(Dataset entries)
════════

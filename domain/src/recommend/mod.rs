//! Recommendation domains.
//!
//! Each domain (exhibition, festival, tour) is one entry in the
//! [`registry`]: its field schema, endpoint, request body shape and
//! response normalizer. Code outside this module never branches on the
//! domain tag; it asks the registry.

pub mod answers;
pub mod card;
pub mod domain;
pub mod normalize;
pub mod registry;
pub mod request;
pub mod schema;

mod exhibition;
mod festival;
mod tour;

════════

Count every line in the records that holds "tour" and give that count by itself.

2